BEGIN

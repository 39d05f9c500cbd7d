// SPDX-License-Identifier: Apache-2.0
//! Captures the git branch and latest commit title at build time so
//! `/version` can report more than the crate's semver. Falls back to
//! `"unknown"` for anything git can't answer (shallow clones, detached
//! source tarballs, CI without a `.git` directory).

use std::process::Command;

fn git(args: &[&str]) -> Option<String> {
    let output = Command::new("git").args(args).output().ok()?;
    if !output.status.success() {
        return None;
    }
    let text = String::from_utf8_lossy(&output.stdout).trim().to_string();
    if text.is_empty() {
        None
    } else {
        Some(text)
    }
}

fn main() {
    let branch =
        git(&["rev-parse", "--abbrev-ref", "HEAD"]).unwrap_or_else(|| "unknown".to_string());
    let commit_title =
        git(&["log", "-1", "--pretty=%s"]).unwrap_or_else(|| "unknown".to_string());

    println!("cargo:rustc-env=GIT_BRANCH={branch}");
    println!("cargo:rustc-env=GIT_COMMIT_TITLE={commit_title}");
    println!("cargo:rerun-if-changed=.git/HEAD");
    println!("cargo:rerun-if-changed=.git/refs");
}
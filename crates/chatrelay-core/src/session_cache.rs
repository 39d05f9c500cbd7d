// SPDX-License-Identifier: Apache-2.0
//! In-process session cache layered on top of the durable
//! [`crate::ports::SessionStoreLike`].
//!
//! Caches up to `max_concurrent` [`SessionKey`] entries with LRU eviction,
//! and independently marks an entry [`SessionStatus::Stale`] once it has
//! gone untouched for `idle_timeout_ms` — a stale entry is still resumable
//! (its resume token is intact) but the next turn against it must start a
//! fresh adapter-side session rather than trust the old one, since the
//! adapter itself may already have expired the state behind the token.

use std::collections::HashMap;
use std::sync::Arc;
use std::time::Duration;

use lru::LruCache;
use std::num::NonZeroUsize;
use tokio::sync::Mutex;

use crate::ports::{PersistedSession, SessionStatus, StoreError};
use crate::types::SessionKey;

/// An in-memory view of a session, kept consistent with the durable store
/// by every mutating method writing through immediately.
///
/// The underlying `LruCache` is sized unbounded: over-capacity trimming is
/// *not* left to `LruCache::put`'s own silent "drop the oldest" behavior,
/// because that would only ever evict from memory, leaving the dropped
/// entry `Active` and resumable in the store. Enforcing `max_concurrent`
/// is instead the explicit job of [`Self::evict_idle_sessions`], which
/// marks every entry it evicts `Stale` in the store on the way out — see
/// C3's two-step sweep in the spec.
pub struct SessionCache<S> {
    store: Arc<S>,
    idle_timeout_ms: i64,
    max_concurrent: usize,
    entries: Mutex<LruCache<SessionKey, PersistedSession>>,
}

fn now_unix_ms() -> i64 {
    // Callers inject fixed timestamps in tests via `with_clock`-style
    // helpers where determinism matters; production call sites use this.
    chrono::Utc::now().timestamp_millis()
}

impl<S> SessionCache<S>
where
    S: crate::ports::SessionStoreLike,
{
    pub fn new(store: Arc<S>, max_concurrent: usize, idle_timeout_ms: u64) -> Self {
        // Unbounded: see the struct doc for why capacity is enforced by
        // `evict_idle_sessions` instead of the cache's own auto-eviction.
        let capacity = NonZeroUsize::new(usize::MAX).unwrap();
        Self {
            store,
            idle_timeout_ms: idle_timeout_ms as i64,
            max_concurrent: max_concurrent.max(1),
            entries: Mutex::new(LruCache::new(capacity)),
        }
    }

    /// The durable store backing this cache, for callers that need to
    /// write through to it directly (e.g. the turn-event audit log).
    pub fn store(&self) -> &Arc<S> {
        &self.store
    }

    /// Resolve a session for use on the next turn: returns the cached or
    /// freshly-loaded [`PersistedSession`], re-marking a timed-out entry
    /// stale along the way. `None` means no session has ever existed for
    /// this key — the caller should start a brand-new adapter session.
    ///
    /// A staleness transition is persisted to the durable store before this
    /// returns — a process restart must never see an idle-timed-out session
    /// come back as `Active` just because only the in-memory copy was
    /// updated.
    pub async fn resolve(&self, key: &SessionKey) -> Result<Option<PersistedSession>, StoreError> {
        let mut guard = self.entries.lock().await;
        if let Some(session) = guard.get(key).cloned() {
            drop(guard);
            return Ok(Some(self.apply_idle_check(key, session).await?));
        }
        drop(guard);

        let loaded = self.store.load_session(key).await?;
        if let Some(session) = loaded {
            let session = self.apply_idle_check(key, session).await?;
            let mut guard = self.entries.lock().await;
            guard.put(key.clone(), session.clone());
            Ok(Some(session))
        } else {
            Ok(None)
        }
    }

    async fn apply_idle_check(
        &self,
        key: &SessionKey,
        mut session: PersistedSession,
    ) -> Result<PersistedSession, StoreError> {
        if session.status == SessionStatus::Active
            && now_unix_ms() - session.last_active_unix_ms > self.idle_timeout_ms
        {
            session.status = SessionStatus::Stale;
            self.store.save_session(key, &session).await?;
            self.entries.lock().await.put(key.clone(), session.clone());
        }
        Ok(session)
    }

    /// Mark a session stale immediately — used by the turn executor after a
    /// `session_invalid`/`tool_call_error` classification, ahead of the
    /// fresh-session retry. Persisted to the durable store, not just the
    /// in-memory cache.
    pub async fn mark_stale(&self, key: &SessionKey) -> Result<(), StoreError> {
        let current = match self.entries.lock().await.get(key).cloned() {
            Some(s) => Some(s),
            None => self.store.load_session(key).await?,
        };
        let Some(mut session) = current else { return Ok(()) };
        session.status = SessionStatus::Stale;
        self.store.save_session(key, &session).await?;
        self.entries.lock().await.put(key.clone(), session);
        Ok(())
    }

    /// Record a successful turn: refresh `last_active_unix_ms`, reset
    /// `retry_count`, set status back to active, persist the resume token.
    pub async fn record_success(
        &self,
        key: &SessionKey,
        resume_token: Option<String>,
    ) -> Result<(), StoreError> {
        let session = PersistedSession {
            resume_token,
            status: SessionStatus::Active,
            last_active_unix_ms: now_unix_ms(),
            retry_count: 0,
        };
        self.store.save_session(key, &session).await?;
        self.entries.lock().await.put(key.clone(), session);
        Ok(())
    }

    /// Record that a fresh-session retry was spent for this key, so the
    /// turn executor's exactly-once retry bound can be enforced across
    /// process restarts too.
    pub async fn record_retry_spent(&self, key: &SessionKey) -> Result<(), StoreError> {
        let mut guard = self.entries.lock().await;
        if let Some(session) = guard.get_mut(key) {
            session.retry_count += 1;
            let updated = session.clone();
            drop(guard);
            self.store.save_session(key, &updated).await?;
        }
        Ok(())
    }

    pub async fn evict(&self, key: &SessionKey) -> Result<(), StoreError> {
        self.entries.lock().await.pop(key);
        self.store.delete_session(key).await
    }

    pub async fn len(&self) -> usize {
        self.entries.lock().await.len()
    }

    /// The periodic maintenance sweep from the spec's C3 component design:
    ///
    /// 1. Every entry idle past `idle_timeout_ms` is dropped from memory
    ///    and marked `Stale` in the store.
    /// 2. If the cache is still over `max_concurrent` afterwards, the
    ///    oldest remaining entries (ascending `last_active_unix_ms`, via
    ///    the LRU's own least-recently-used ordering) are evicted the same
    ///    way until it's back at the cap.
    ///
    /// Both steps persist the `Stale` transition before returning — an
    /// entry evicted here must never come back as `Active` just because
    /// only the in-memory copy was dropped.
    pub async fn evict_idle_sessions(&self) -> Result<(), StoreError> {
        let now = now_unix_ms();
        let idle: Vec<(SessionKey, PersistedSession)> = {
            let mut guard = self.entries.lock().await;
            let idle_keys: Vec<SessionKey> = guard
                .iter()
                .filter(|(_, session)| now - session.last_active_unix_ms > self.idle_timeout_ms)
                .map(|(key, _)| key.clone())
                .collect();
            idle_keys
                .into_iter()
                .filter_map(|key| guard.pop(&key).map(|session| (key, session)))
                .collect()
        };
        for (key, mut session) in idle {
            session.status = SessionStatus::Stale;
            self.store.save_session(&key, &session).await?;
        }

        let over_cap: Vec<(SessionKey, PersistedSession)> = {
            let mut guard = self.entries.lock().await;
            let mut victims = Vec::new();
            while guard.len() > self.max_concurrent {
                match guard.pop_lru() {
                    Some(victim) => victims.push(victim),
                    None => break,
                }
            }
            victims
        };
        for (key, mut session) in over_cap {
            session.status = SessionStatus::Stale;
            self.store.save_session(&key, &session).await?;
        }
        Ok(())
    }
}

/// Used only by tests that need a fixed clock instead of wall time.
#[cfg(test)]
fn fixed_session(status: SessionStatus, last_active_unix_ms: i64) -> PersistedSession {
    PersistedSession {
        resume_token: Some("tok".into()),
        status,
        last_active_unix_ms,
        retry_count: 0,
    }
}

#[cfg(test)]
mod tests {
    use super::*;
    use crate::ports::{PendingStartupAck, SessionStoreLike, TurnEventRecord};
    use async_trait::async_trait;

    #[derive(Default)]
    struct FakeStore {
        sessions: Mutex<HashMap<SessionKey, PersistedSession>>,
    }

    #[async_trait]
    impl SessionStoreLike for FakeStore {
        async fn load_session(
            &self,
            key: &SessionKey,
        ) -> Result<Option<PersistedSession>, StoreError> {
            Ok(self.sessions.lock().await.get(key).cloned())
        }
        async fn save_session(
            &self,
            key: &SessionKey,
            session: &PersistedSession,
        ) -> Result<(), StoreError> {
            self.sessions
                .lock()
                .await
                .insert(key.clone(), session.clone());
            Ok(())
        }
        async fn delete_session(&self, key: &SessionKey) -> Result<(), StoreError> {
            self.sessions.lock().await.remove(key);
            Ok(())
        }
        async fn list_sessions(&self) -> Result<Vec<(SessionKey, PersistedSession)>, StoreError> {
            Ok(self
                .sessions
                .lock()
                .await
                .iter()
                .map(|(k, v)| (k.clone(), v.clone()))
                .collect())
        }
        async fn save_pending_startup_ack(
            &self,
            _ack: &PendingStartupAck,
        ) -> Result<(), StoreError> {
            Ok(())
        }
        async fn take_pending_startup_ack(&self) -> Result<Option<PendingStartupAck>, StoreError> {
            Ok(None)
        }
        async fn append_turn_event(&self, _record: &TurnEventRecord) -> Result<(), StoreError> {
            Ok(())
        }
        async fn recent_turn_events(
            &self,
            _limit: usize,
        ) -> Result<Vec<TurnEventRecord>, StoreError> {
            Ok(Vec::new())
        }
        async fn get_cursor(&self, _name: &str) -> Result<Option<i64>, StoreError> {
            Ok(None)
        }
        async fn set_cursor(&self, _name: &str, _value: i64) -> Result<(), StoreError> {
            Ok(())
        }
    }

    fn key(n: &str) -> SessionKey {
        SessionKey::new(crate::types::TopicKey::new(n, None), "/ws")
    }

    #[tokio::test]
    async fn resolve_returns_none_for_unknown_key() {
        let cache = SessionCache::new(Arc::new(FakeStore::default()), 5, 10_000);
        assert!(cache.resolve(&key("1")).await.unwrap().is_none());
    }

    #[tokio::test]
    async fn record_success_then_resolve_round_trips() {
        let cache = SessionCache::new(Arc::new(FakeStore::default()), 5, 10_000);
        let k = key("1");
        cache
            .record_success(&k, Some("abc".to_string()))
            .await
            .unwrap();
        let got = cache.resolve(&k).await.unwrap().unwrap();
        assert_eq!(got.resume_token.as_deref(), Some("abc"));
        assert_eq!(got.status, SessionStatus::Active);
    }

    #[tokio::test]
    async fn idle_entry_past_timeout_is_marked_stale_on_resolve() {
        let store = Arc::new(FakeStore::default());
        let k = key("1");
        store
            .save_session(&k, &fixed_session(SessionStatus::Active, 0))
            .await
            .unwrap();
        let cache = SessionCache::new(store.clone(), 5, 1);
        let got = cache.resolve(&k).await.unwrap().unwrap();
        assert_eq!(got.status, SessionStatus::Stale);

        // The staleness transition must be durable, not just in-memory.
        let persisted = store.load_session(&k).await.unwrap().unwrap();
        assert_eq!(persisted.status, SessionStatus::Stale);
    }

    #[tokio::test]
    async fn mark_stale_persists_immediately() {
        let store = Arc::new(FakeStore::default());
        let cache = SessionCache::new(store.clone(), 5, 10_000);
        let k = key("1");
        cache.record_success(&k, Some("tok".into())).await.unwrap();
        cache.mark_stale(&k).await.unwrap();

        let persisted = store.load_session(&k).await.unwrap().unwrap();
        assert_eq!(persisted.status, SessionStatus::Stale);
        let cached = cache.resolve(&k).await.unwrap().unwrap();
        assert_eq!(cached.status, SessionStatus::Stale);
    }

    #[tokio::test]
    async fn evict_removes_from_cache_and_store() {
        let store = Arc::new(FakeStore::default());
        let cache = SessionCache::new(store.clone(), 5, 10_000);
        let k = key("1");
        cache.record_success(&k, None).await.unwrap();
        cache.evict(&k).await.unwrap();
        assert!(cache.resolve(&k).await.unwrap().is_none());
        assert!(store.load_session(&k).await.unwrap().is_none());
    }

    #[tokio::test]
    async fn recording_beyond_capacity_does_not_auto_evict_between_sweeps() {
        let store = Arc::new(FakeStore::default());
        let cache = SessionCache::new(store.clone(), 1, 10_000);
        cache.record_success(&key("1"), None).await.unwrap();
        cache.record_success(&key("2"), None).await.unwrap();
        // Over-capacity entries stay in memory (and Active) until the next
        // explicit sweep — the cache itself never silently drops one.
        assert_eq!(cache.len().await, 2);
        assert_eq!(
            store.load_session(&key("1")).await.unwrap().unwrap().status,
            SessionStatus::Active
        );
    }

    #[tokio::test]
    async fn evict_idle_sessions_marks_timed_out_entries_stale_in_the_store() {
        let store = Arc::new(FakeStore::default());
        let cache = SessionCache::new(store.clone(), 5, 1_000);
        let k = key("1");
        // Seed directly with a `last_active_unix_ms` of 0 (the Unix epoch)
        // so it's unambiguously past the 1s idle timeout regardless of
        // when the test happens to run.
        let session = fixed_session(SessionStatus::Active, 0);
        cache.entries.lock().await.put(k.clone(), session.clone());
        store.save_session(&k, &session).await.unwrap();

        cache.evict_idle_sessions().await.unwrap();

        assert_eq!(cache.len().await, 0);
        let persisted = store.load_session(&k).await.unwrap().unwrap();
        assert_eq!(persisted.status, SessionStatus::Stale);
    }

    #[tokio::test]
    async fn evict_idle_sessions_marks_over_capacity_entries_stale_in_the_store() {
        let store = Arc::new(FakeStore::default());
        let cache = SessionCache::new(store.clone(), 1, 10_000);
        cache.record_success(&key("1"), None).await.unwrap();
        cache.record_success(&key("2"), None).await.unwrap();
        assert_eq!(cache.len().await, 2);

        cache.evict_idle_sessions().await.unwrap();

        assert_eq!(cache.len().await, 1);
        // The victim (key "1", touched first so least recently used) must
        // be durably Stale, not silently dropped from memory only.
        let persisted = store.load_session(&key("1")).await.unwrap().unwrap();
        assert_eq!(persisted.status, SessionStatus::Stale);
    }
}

END

Nothing but the lines from the start of the data above through the line with "Falls back to" should appear in your answer, copied exactly.

repository 39d05f9c500cbd7d
// SPDX-License-Identifier: Apache-2.0
//! Captures the git branch and latest commit title at build time so
//! `/version` can report more than the crate's semver. Falls back to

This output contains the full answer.